I guess this should help explain why Russia is so successful on the international market with her weapons.
At the end of the day, the US now realizes its failed MIC projects at the same time it has alienated both Russia and Chine. Not cool. Too bad Washington DC, Pentagon and Deep State could not grasp Ron Paul’s philosophy that what works around individuals works with nations as well .. good trade (sanction free) promotes peace and prosperity .. and that the “Golden Rule” ( Do unto others as you would have them do unto you ) ain’t just for Christians, or for individual relationships, but nations as well.
Moon of Alabama’s post goes on to extend this demise to the littoral class of ships that the US Navy went all in on:

.. the incompetence of U.S. military design are the Littoral Combat Ships, which are essentially unarmed fast boats. The “stealth” DDG-1000 Zumwalt class destroyers were supposed to support ground troops with their long range guns. Built at $4 billion a piece the ships are now losing their guns because the ammunition turned out to be too expensive to buy. Before that they lost much of their stealth capabilities because some necessary communication equipment was left out of the original design. The ships new task will be that of a missile launch platform, a job that any commercial ship, carrying containerized Russian missiles (vid), can likewise fulfill.

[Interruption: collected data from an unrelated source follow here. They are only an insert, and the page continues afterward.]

// [apps/worker/tests/metrics_and_heartbeat.rs]
//! The metrics push transaction and the lease keep-alive loop.

use std::sync::Arc;
use std::time::Duration;

use certslurp_config::{ShardPolicy, WorkerRuntimeConfig};
use certslurp_coordination_store::{CoordinationStore, MemoryStore};
use certslurp_domain_models::keys;
use certslurp_job_engine::JobEngine;
use certslurp_secrets::{NodeKeypair, SecretsClient};
use certslurp_shard_engine::ShardEngine;
use certslurp_worker::metrics::{self, WorkerMetricsCounters};
use certslurp_worker::state::WorkerState;
use tokio::sync::watch;

fn worker_config() -> WorkerRuntimeConfig {
    WorkerRuntimeConfig {
        parallelism: 1,
        batch_size: 8,
        poll_period_secs: 1,
        max_parallel: 4,
        max_empty_windows: 3,
        max_assign_shard_retries: 5,
        main_loop_error_threshold: 5,
        max_main_loop_backoff_secs: 120,
    }
}

async fn state_with_lease() -> Arc<WorkerState> {
    let store: Arc<dyn CoordinationStore> = Arc::new(MemoryStore::new());
    let root = "/certslurp".to_string();
    let lease = store.grant_lease(60).await.unwrap();
    let keypair = NodeKeypair::generate();
    let secrets_client = Arc::new(SecretsClient::new(store.clone(), root.clone(), "w1", keypair));
    Arc::new(WorkerState {
        jobs: Arc::new(JobEngine::new(store.clone(), root.clone())),
        shards: Arc::new(ShardEngine::new(store.clone(), root.clone(), ShardPolicy::default())),
        secrets_client,
        root,
        worker_id: "w1".to_string(),
        lease,
        metrics: Arc::new(WorkerMetricsCounters::new()),
        config: worker_config(),
        store,
    })
}

#[tokio::test]
async fn metrics_run_pushes_counters_tied_to_the_worker_lease_before_shutdown() {
    let state = state_with_lease().await;
    state.metrics.record_processed(Duration::from_millis(5));
    state.metrics.record_processed(Duration::from_millis(7));
    state.metrics.record_failed();

    let (tx, rx) = watch::channel(false);
    let handle = tokio::spawn(metrics::run(state.clone(), Duration::from_secs(3600), rx));

    // Give the spawned task a chance to start waiting on its select
    // before signalling shutdown, which triggers one final push.
    tokio::task::yield_now().await;
    tx.send(true).unwrap();
    handle.await.unwrap();

    let processed = state
        .store
        .get(&keys::worker_shards_processed_key(&state.root, &state.worker_id))
        .await
        .unwrap()
        .expect("shards_processed key must exist after a push");
    let count: u64 = processed.json().unwrap();
    assert_eq!(count, 2);

    let failed = state
        .store
        .get(&keys::worker_shards_failed_key(&state.root, &state.worker_id))
        .await
        .unwrap()
        .expect("shards_failed key must exist after a push");
    let count: u64 = failed.json().unwrap();
    assert_eq!(count, 1);
}

#[tokio::test]
async fn heartbeat_run_exits_cleanly_on_shutdown() {
    let state = state_with_lease().await;
    let (tx, rx) = watch::channel(false);
    let handle = tokio::spawn(certslurp_worker::heartbeat::run(state, Duration::from_secs(3600), rx));

    tokio::task::yield_now().await;
    tx.send(true).unwrap();
    tokio::time::timeout(Duration::from_secs(1), handle)
        .await
        .expect("heartbeat loop must exit promptly once shutdown is signalled")
        .unwrap();
}

#[test]
fn jittered_stays_within_twenty_percent_of_the_requested_period() {
    let period = Duration::from_secs(10);
    for _ in 0..100 {
        let got = metrics::jittered(period);
        assert!(got >= Duration::from_millis(7_900));
        assert!(got <= Duration::from_millis(12_100));
    }
}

Epic fails. I could write more about the latest carrier fiasco, but I digress. This is only a symptom of a bigger issues as Ian Walsh in the same post points out:

There is a lot of ruin in a nation, but for almost 40 years now America’s elites have treated the US as something to loot, and assumed that the good times would keep rolling. They were uninterested in actually governing. They were happy to move much of America’s core manufacturing overseas, to the most likely nation to replace America as a hegemon, because the Chinese were smart enough to make American elites rich.

So all these short term gains are typical in a democracy. A monarchy is actually one notch better in keeping the long-term in mind.

Alastair Crook extends this demise to the West itself when he was quoted in Moon of Alabama’s post as concluding:

as the post-war élites in America and Europe become more and more desperate to maintain the illusion of being the vanguard of global civilisation, how will they cope with the re-appearance of a ‘civilization-state’ in its own right: i.e. China?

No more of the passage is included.